Mark was aware of hearsay about the hypnotic effect of blood mages’ straight look, but… He wasn’t a person to believe unsubstantiated facts.
“And I am not currying Miss Phong’s favor. Or president’s, or anyone’s else. The Force guides me, young detective. And now the Force requires help in restoring the balance you and your fair friends damaged when destabilized spirit tension in Polis. Not all mages were strong enough to survive the nightmare. And I’m saving mere people, saving life which is always precious, and it cannot be ignored by you, police. No one has any right to put himself above people’s lives. You thought you’re doing the right thing. And now I am the only person in Polis able to fix equilibrium mistakes.”
“Equilibrium mistakes?” Mark didn’t even notice Noah called him ‘young’. He watched those spring-ice-eyes, and he couldn’t turn away. He felt the emanation of power, of deathly dangerous will. It touched his mind lightly, the sense barely registered.

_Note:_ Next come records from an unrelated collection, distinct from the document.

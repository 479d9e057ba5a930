// This Source Code Form is subject to the terms of the Mozilla Public
// License, v. 2.0. If a copy of the MPL was not distributed with this
// file, You can obtain one at https://mozilla.org/MPL/2.0/.

// Copyright 2025 The OpenState Authors

//! The OpenState per-flow state table.
//!
//! A stateful extension to stateless header matching: every packet is
//! projected onto a fixed-width key, the key selects a flow state,
//! and that state is written into the packet's metadata register so
//! that later match stages can branch on it. See
//! [`engine::state_table`] for the table itself.

#![allow(clippy::len_without_is_empty)]
#![deny(unreachable_patterns)]
#![deny(unused_must_use)]

extern crate alloc;

// Lets the engine name its own types with fully-qualified paths.
extern crate self as openstate;

pub mod api;
pub mod ddi;
pub mod dynamic;
pub mod engine;
#[cfg(feature = "std")]
pub mod print;
pub mod provider;

use alloc::boxed::Box;
use provider::LogProvider;

/// The execution context handed to a state table: the platform
/// services it may call upon.
pub struct ExecCtx {
    pub log: Box<dyn LogProvider>,
}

“Mistakes appeared after your failed attempt to make so-called new balance. I know you tried to help. But you didn’t. Polis needs healing. And if it’s the only thing I can do before I’m sentenced to death, then I won’t hesitate.”
A disturbing, hardly tangible feeling raised in Mark’s soul, just like the loose teas found their way from the bottom of the tea cup. Because of that feeling the detective didn’t have a word to say, no reason to make Noah stay. Head healer of Polis was generous to leave tips and polite enough to say goodbye. Noah said he had a shift in the hospital.
Mark, abandoned, with two empty cups, was sitting in the room and frowning towards the decorations of lianas and shiny little spots of synthetic spirits flying around.
His instinct of hiding his face under the red scarf awakened.
Though it was not his father’s scarf already, Mark needed it as he never did.